Every year millions of Americans and pretty much the entire population of Great Britain descend upon Orlando. They come to spend. And spend they do. Multi-day passes at Disney. Multi-park passes at Universal. Sea World, Legoland, Cypress Gardens, the list goes on and on and on. The cost for a single day ticket to any one of these places is $100. For a family of 5 over the course of a week, well, you can do the math.
And they miss the whole point of going to Florida. You should come here for one of two reasons:
- You want to escape from brutal winter weather in the God-forsaken arctic wasteland you call home
- You want to fish/surf/dive/play in the sand on a nice stretch of beach since you don’t live anywhere near any sort of coast
Orlando fails on both. Technically, it is in Florida, which means that the temperatures are going to be much warmer than the frozen north, but nobody vacations here in the winter. The only reason to come here is for the kids to go to the parks and the kids are in school. So when do people come? The dead of summer when it’s 95F and 95% humidity all the time, with bugs the size of Apache helicopters dive bombing you. Second, Orlando is about as far from the ocean as you can be in the state of Florida. The closest beach is a couple hours away in Daytona or St. Petersburg. They have had to make beaches on local lakes to try to fool the tourists into thinking they’re actually at a beach.

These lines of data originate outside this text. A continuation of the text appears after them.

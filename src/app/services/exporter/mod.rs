//! Per-activity export of categorized datasets
//!
//! Each bucket of a [`CategorizedDataset`](crate::app::models::CategorizedDataset)
//! is written to its own file named `<base>_<activity>.csv` or
//! `<base>_<activity>.json`, buckets in sorted kind order.
//!
//! # Module Organization
//!
//! - [`writer`] - Export orchestration across formats
//! - [`csv_writer`] - Quoted, comma-space delimited CSV rendering
//! - [`json_writer`] - JSON rendering of a bucket or the whole dataset
//! - [`progress`] - Progress bar and console lines
//!
//! # Failure Semantics
//!
//! The first file that cannot be written aborts the export. Files written
//! before the failure are left in place.

pub mod csv_writer;
pub mod json_writer;
pub mod progress;
pub mod writer;

#[cfg(test)]
mod tests;

pub use csv_writer::{render_csv, write_csv};
pub use json_writer::{render_json, write_json};
pub use progress::{Console, ProgressReporter, stdout_console};
pub use writer::{DatasetExporter, ExportStats};
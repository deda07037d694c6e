//! Extractor interface and registry
//!
//! An extractor turns one activity's raw row into an enriched record. The
//! registry maps activity kinds to extractors; kinds without an entry are
//! passed through unchanged by the categorizer.

use std::collections::HashMap;
use std::fmt;
use thiserror::Error;

use super::diaper::DiaperExtractor;
use super::nursing::NursingExtractor;
use crate::app::models::{ActivityKind, NormalizedRecord, RawRecord};
use crate::config::ParserConfig;

/// Reasons an extractor rejects a row
#[derive(Error, Debug, Clone, PartialEq)]
pub enum ExtractionError {
    #[error("missing required field '{field}'")]
    MissingField { field: String },

    #[error("text does not match the {activity} grammar: '{text}'")]
    GrammarMismatch { activity: String, text: String },

    #[error("unparseable timestamp in '{field}': '{value}'")]
    InvalidTimestamp { field: String, value: String },

    #[error("invalid {activity} entry '{entry}': {reason}")]
    InvalidEntry {
        activity: String,
        entry: String,
        reason: String,
    },

    #[error("could not build pattern for subject '{subject}': {reason}")]
    InvalidPattern { subject: String, reason: String },
}

impl ExtractionError {
    pub fn missing_field(field: impl Into<String>) -> Self {
        Self::MissingField {
            field: field.into(),
        }
    }

    pub fn grammar_mismatch(activity: impl Into<String>, text: impl Into<String>) -> Self {
        Self::GrammarMismatch {
            activity: activity.into(),
            text: text.into(),
        }
    }

    pub fn invalid_entry(
        activity: impl Into<String>,
        entry: impl Into<String>,
        reason: impl Into<String>,
    ) -> Self {
        Self::InvalidEntry {
            activity: activity.into(),
            entry: entry.into(),
            reason: reason.into(),
        }
    }
}

/// Activity-specific parser for the free-text description of a row
pub trait Extractor: Send + Sync {
    /// Activity this extractor handles, e.g. `nursing`
    fn kind(&self) -> &str;

    /// Produce the enriched record, or explain why the row cannot be enriched
    ///
    /// The input is never modified; an error means the caller keeps the raw row.
    fn extract(&self, record: &RawRecord) -> Result<NormalizedRecord, ExtractionError>;
}

/// Mapping from activity kind to its extractor
pub struct ExtractorRegistry {
    extractors: HashMap<ActivityKind, Box<dyn Extractor>>,
}

impl ExtractorRegistry {
    /// Create a registry with no extractors; every row is passed through
    pub fn empty() -> Self {
        Self {
            extractors: HashMap::new(),
        }
    }

    /// Create a registry with the nursing and diaper extractors
    pub fn with_config(config: &ParserConfig) -> Self {
        let mut registry = Self::empty();
        registry.register(Box::new(NursingExtractor));
        registry.register(Box::new(DiaperExtractor::new(config.open_air_accident)));
        registry
    }

    /// Register an extractor under its kind, returning the one it replaces
    pub fn register(&mut self, extractor: Box<dyn Extractor>) -> Option<Box<dyn Extractor>> {
        let kind = ActivityKind::from_activity(extractor.kind());
        self.extractors.insert(kind, extractor)
    }

    /// Look up the extractor for a kind
    pub fn get(&self, kind: &ActivityKind) -> Option<&dyn Extractor> {
        self.extractors.get(kind).map(Box::as_ref)
    }

    pub fn is_registered(&self, kind: &ActivityKind) -> bool {
        self.extractors.contains_key(kind)
    }

    /// Registered kinds in sorted order
    pub fn kinds(&self) -> Vec<&ActivityKind> {
        let mut kinds: Vec<_> = self.extractors.keys().collect();
        kinds.sort();
        kinds
    }
}

impl Default for ExtractorRegistry {
    fn default() -> Self {
        Self::with_config(&ParserConfig::default())
    }
}

impl fmt::Debug for ExtractorRegistry {
    fn fmt(&self, f: &mut fmt::Formatter<'_>) -> fmt::Result {
        f.debug_struct("ExtractorRegistry")
            .field("kinds", &self.kinds())
            .finish()
    }
}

So why is it here, the town of Orlando? Up until the late 60s, it was a farm town. Center for the orange growing business in the state. A sleepy town of about 50,000 virtually surrounded by orange groves. It’s the county seat of Orange County for crying out loud. I came here with my uncle in 1969 to visit my aunt’s family on our way to watch the Apollo 11 launch at Cape Canaveral. There was nothing here. And surely no reason to come for a visit.
This is what attracted Walt Disney. He had a modest success with his Disneyland in southern California, but expansion was out of the question as he was hemmed in by the urban sprawl that is Los Angeles. What’s more, only the fool-hardy east coasters (like my parents) would pack their kids in the car for the week-long trek across country to visit Mickey & Co (think- National Lampoon’s Vacation). He could buy a couple of hundred square miles of orange trees and build to his heart’s content in central Florida. Thus, did Orlando transition from the sleepy orange juice capital to the undisputed king of the family vacation in 1971. Today, there are over 2 million people in the greater Orlando area and many of them are part of the great engine that is the US vacation industry. Yeah, yeah, I know they have an NBA team, but who really wants one?
My point is this, if you want to go to Florida, don’t go in the summer, and don’t go to Orlando. If you daughter is an aspiring Disney princess, you may be flat out of luck. At least there is more than Disney there. Universal Studios theme park is equally huge and expensive. It does have much better rides in my opinion. It does not have princesses, but it does have Harry Potter. My nephew Dan is an entertainer there. He plays Elwood Blue in the Blues Brothers. He is absolutely excellent. More about Dan at the end. There is also Legoland, Sea World and no end of smaller establishment where you can kill a day and most of your next pay check.